#### PROBLEM TO WORK ON
Within the records below, how many lines hold the word "telnet"? Only the number should be returned.

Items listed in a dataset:

*** Block opens ***

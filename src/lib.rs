//! Terrain stage library - procedural heightmap terrain for a 3D viewer
//!
//! Multi-octave simplex noise is sampled into a heightmap grid, quantized
//! into an 8-bit texture and turned into displaced mesh vertices that an
//! external renderer uploads and draws.

pub mod cli;
pub mod error;
pub mod export;
pub mod noise;
pub mod params;
pub mod remap;
pub mod terrain;

pub use error::{Result, TerrainError};
pub use export::{export_png, write_vertex_buffer, HeightmapTexture};
pub use crate::noise::NoiseField;
pub use params::{ElevationRange, TerrainParams};
pub use remap::{remap, unit_to_channel};
pub use terrain::{
    build_vertex_buffer, combine, generate_grid, HeightmapGrid, TerrainSystem, Vertex,
    VertexBuffer,
};
//! Vertex displacement buffer built from a heightmap grid.

use bytemuck::{Pod, Zeroable};
use glam::Vec3;

use super::heightmap::HeightmapGrid;
use crate::error::{Result, TerrainError};
use crate::params::ElevationRange;
use crate::remap::{remap, unit_to_channel, CHANNEL_MAX};

/// Vertex data for terrain mesh (position + UV coordinates)
#[repr(C)]
#[derive(Copy, Clone, Debug, PartialEq, Pod, Zeroable)]
pub struct Vertex {
    pub position: [f32; 3],
    pub uv: [f32; 2],
}

/// Displaced terrain vertices ready to hand to a renderer.
///
/// One vertex per grid cell in row-major order. Row index drives `x`, column
/// index drives `z`, and `y` carries the remapped elevation.
#[derive(Debug, Clone)]
pub struct VertexBuffer {
    pub vertices: Vec<Vertex>,
    pub indices: Vec<u32>,
    width: usize,
    height: usize,
    /// Set whenever vertex data changed since the renderer last uploaded it
    needs_upload: bool,
}

impl VertexBuffer {
    pub fn width(&self) -> usize {
        self.width
    }

    pub fn height(&self) -> usize {
        self.height
    }

    /// Displaced `y` of the vertex at `(row, col)`.
    ///
    /// `None` outside the grid, or if the vertex was removed after building.
    pub fn elevation_at(&self, row: usize, col: usize) -> Option<f32> {
        if row >= self.height || col >= self.width {
            return None;
        }
        self.vertices
            .get(row * self.width + col)
            .map(|v| v.position[1])
    }

    /// Vertex data as raw bytes for GPU upload.
    pub fn as_bytes(&self) -> &[u8] {
        bytemuck::cast_slice(&self.vertices)
    }

    pub fn index_bytes(&self) -> &[u8] {
        bytemuck::cast_slice(&self.indices)
    }

    pub fn needs_upload(&self) -> bool {
        self.needs_upload
    }

    /// Called by the renderer once the current data is on the GPU.
    pub fn mark_uploaded(&mut self) {
        self.needs_upload = false;
    }

    /// Flag the buffer for re-upload after the renderer edited vertices.
    pub fn mark_dirty(&mut self) {
        self.needs_upload = true;
    }
}

/// Build displaced vertices from `grid`.
///
/// Each sample is first rescaled to the `[0, 255]` channel domain with
/// [`unit_to_channel`], then remapped from that domain into `elevation`.
///
/// # Arguments
/// * `grid` - Heightmap samples in `[0, 1]`
/// * `spatial_step` - Distance between neighbouring vertices (world units)
/// * `elevation` - Target `y` range
///
/// # Errors
/// `InvalidArgument` for a non-positive or non-finite step, an invalid
/// elevation range, or a grid with more vertices than `u32` indices reach.
pub fn build_vertex_buffer(
    grid: &HeightmapGrid,
    spatial_step: f32,
    elevation: ElevationRange,
) -> Result<VertexBuffer> {
    if !spatial_step.is_finite() || spatial_step <= 0.0 {
        return Err(TerrainError::invalid(format!(
            "spatial step must be positive and finite, got {spatial_step}"
        )));
    }
    elevation.validate()?;

    let width = grid.width();
    let height = grid.height();
    check_index_range(width, height)?;
    let u_span = (width.max(2) - 1) as f32;
    let v_span = (height.max(2) - 1) as f32;

    let mut vertices = Vec::with_capacity(grid.len());
    for (row, samples) in grid.rows().enumerate() {
        for (col, &sample) in samples.iter().enumerate() {
            let y = remap(
                unit_to_channel(sample),
                0.0,
                CHANNEL_MAX,
                elevation.min as f64,
                elevation.max as f64,
            )?;
            let position = Vec3::new(
                row as f32 * spatial_step,
                y as f32,
                col as f32 * spatial_step,
            );

            vertices.push(Vertex {
                position: position.to_array(),
                uv: [col as f32 / u_span, row as f32 / v_span],
            });
        }
    }

    Ok(VertexBuffer {
        vertices,
        indices: generate_grid_indices(width, height)?,
        width,
        height,
        needs_upload: true,
    })
}

/// Triangle indices for a `width x height` vertex grid, two triangles per quad.
///
/// Winding is counter-clockwise seen from +Y given the row→x, col→z layout.
///
/// # Errors
/// `InvalidArgument` when `width * height` vertices can't all be addressed by
/// a `u32` index.
pub fn generate_grid_indices(width: usize, height: usize) -> Result<Vec<u32>> {
    check_index_range(width, height)?;

    let quads = width.saturating_sub(1) * height.saturating_sub(1);
    let mut indices = Vec::with_capacity(quads * 6);

    for row in 0..height.saturating_sub(1) {
        for col in 0..width.saturating_sub(1) {
            let top_left = (row * width + col) as u32;
            let top_right = top_left + 1;
            let bottom_left = ((row + 1) * width + col) as u32;
            let bottom_right = bottom_left + 1;

            indices.extend_from_slice(&[
                top_left,
                top_right,
                bottom_left,
                top_right,
                bottom_right,
                bottom_left,
            ]);
        }
    }

    Ok(indices)
}

fn check_index_range(width: usize, height: usize) -> Result<()> {
    let fits = width
        .checked_mul(height)
        .is_some_and(|count| u32::try_from(count).is_ok());
    if !fits {
        return Err(TerrainError::invalid(format!(
            "{width}x{height} vertices exceed the u32 index range"
        )));
    }
    Ok(())
}
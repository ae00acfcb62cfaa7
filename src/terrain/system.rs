//! High-level terrain system owning the noise field and its parameters.

use log::debug;

use super::heightmap::{generate_grid, HeightmapGrid};
use super::mesh::{build_vertex_buffer, VertexBuffer};
use super::octave::combine;
use crate::error::Result;
use crate::export::HeightmapTexture;
use crate::noise::NoiseField;
use crate::params::TerrainParams;

/// Entry point for a renderer: one seeded field plus the resolution and
/// elevation settings it should be materialized with.
#[derive(Debug, Clone)]
pub struct TerrainSystem {
    field: NoiseField,
    params: TerrainParams,
}

impl TerrainSystem {
    /// Create new terrain system with specified parameters
    pub fn new(params: TerrainParams) -> Result<Self> {
        params.validate()?;
        let field = NoiseField::new(params.seed);
        debug!("Terrain system ready: {:?}", params);
        Ok(Self { field, params })
    }

    pub fn params(&self) -> &TerrainParams {
        &self.params
    }

    pub fn field(&self) -> &NoiseField {
        &self.field
    }

    /// Single-octave noise in `[0, 1]`.
    pub fn sample(&self, x: f64, y: f64) -> f64 {
        self.field.sample(x, y)
    }

    /// Multi-octave noise in `[0, 1]` using the configured octave count.
    pub fn combine(&self, x: f64, y: f64) -> Result<f64> {
        combine(&self.field, x, y, self.params.octaves)
    }

    /// Fresh heightmap at the configured resolution.
    pub fn generate_grid(&self) -> Result<HeightmapGrid> {
        generate_grid(
            &self.field,
            self.params.width,
            self.params.height,
            self.params.octaves,
        )
    }

    /// Fresh 8-bit heightmap texture at the configured resolution.
    pub fn generate_texture(&self) -> Result<HeightmapTexture> {
        Ok(HeightmapTexture::from_grid(&self.generate_grid()?))
    }

    /// Generate a heightmap and displace a vertex grid with it.
    pub fn build_mesh(&self) -> Result<VertexBuffer> {
        let grid = self.generate_grid()?;
        let buffer = build_vertex_buffer(&grid, self.params.spatial_step, self.params.elevation)?;
        debug!(
            "Built terrain mesh: {} vertices, {} triangles",
            buffer.vertices.len(),
            buffer.indices.len() / 3
        );
        Ok(buffer)
    }
}

#[cfg(test)]
mod tests {
    use super::*;
    use crate::params::ElevationRange;

    fn small_params() -> TerrainParams {
        TerrainParams {
            width: 12,
            height: 9,
            octaves: 4,
            ..Default::default()
        }
    }

    #[test]
    fn test_terrain_system_pipeline() {
        let system = TerrainSystem::new(small_params()).unwrap();

        let grid = system.generate_grid().unwrap();
        assert_eq!((grid.width(), grid.height()), (12, 9));

        let mesh = system.build_mesh().unwrap();
        assert_eq!(mesh.vertices.len(), system.params().vertex_count());
        assert_eq!(mesh.indices.len(), 11 * 8 * 6);

        let texture = system.generate_texture().unwrap();
        assert_eq!(texture.texels().len(), 12 * 9);
    }

    #[test]
    fn test_results_are_fresh_and_identical() {
        let system = TerrainSystem::new(small_params()).unwrap();
        let a = system.generate_grid().unwrap();
        let b = system.generate_grid().unwrap();
        assert_eq!(a, b);
    }

    #[test]
    fn test_forwarded_sampling() {
        let system = TerrainSystem::new(small_params()).unwrap();
        let field = NoiseField::new(system.params().seed);

        assert_eq!(system.sample(0.3, 0.6), field.sample(0.3, 0.6));
        assert_eq!(
            system.combine(0.3, 0.6).unwrap(),
            combine(&field, 0.3, 0.6, 4).unwrap()
        );
    }

    #[test]
    fn test_mesh_respects_elevation() {
        let params = TerrainParams {
            elevation: ElevationRange::new(100.0, 110.0),
            ..small_params()
        };
        let mesh = TerrainSystem::new(params).unwrap().build_mesh().unwrap();
        assert!(mesh
            .vertices
            .iter()
            .all(|v| (100.0..=110.0).contains(&v.position[1])));
    }

    #[test]
    fn test_invalid_params_rejected() {
        let params = TerrainParams {
            height: 0,
            ..Default::default()
        };
        assert!(TerrainSystem::new(params).is_err());
    }
}
//! Procedural terrain: octave synthesis, heightmap grids and mesh displacement.

mod heightmap;
mod mesh;
mod octave;
mod system;

// Re-export public types
pub use heightmap::{generate_grid, HeightmapGrid};
pub use mesh::{build_vertex_buffer, generate_grid_indices, Vertex, VertexBuffer};
pub use octave::{check_octave_domain, combine};
pub use system::TerrainSystem;
//! Terrain stage - generate a procedural heightmap and its displaced mesh
//!
//! Writes the heightmap texture a viewer would sample, and optionally the
//! vertex buffer it would upload.

use std::time::Instant;

use clap::Parser;
use log::info;

use terrain_stage::cli::Args;
use terrain_stage::{build_vertex_buffer, export_png, write_vertex_buffer, TerrainSystem};

fn main() -> Result<(), Box<dyn std::error::Error>> {
    env_logger::init();
    let args = Args::parse();

    let params = args.terrain_params();
    info!(
        "Generating {}x{} terrain (seed {}, {} octaves)",
        params.width, params.height, params.seed, params.octaves
    );

    let start = Instant::now();
    let system = TerrainSystem::new(params)?;

    let grid = system.generate_grid()?;
    let (lo, hi) = grid.min_max();
    info!("Heightmap range: [{:.4}, {:.4}]", lo, hi);
    export_png(&grid, &args.output)?;

    if let Some(path) = &args.vertices {
        let p = system.params();
        let mesh = build_vertex_buffer(&grid, p.spatial_step, p.elevation)?;
        write_vertex_buffer(&mesh, path)?;
    }

    info!("Done in {:.2}ms", start.elapsed().as_secs_f64() * 1000.0);
    Ok(())
}
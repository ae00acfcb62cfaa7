//! Seeded 2D coherent noise for terrain synthesis.
//!
//! Wraps simplex noise and normalizes it to `[0, 1]` so octave layers can be
//! summed and weighted without a sign offset.

use noise::{NoiseFn, Simplex};

use crate::error::{Result, TerrainError};

/// Seed used when no seed is supplied.
pub const DEFAULT_SEED: u32 = 4;

/// Largest coordinate magnitude the simplex primitive is evaluated at.
///
/// The primitive converts skewed coordinates to lattice integers and aborts on
/// values that don't fit; `2^30` keeps the skewed sum inside `i32` everywhere.
pub const MAX_COORDINATE: f64 = (1u64 << 30) as f64;

/// Whether `(x, y)` lies inside the sampling domain.
pub fn in_domain(x: f64, y: f64) -> bool {
    x.is_finite() && y.is_finite() && x.abs() <= MAX_COORDINATE && y.abs() <= MAX_COORDINATE
}

/// Deterministic 2D noise field.
///
/// The permutation table is built once in [`NoiseField::new`] and never
/// mutated afterwards, so sampling is a pure function of seed and coordinate.
#[derive(Clone)]
pub struct NoiseField {
    simplex: Simplex,
    seed: u32,
}

impl NoiseField {
    /// Create new noise field with seed
    pub fn new(seed: u32) -> Self {
        Self {
            simplex: Simplex::new(seed),
            seed,
        }
    }

    pub fn seed(&self) -> u32 {
        self.seed
    }

    /// Sample the simplex primitive at `(x, y)`.
    ///
    /// Returns value in range [-1, 1]. The primitive can overshoot its nominal
    /// bounds by a hair at some coordinates, so the result is clamped.
    ///
    /// # Errors
    /// `InvalidArgument` when a coordinate is non-finite or exceeds
    /// [`MAX_COORDINATE`] in magnitude.
    pub fn try_sample_raw(&self, x: f64, y: f64) -> Result<f64> {
        if !in_domain(x, y) {
            return Err(TerrainError::invalid(format!(
                "noise coordinate ({x}, {y}) outside [-{MAX_COORDINATE}, {MAX_COORDINATE}]"
            )));
        }
        Ok(self.simplex.get([x, y]).clamp(-1.0, 1.0))
    }

    /// Sample noise at `(x, y)`, remapped from [-1, 1] to [0, 1]
    pub fn try_sample(&self, x: f64, y: f64) -> Result<f64> {
        Ok(to_unit(self.try_sample_raw(x, y)?))
    }

    /// Infallible [`NoiseField::try_sample_raw`].
    ///
    /// Outside the domain (see [`in_domain`]) this returns `0.0`, the value
    /// the primitive takes on every lattice point.
    pub fn sample_raw(&self, x: f64, y: f64) -> f64 {
        self.try_sample_raw(x, y).unwrap_or(0.0)
    }

    /// Infallible [`NoiseField::try_sample`]; `0.5` outside the domain.
    pub fn sample(&self, x: f64, y: f64) -> f64 {
        to_unit(self.sample_raw(x, y))
    }

    /// Multi-octave sample at `(x, y)`; see [`crate::terrain::combine`].
    pub fn combine(&self, x: f64, y: f64, octaves: u32) -> Result<f64> {
        crate::terrain::combine(self, x, y, octaves)
    }
}

fn to_unit(raw: f64) -> f64 {
    (raw + 1.0) / 2.0
}

impl Default for NoiseField {
    fn default() -> Self {
        Self::new(DEFAULT_SEED)
    }
}

impl std::fmt::Debug for NoiseField {
    fn fmt(&self, f: &mut std::fmt::Formatter<'_>) -> std::fmt::Result {
        f.debug_struct("NoiseField").field("seed", &self.seed).finish()
    }
}
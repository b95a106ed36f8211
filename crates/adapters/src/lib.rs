//! Outbound adapters: the SQLite document stores, the session registry
//! shared by both transports, the telnet and WebSocket transports
//! themselves, the world-file loader, and environment-driven configuration.
//! Wired together in `gaia-composition`.

pub mod config;
pub mod session_registry;
pub mod sqlite_store;
pub mod telnet;
pub mod websocket;
pub mod world_loader;

pub use config::AppConfig;
pub use session_registry::{SessionRegistry, SharedSessionRegistry, CONNECTION_CHANNEL_BUFFER};
pub use sqlite_store::{connect, SqliteAccountStore, SqliteWorldStore};
pub use websocket::{ws_handler, WebSocketState};
pub use world_loader::{load_directory, WorldLoadError};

*** Block closes ***

#### REPLY
2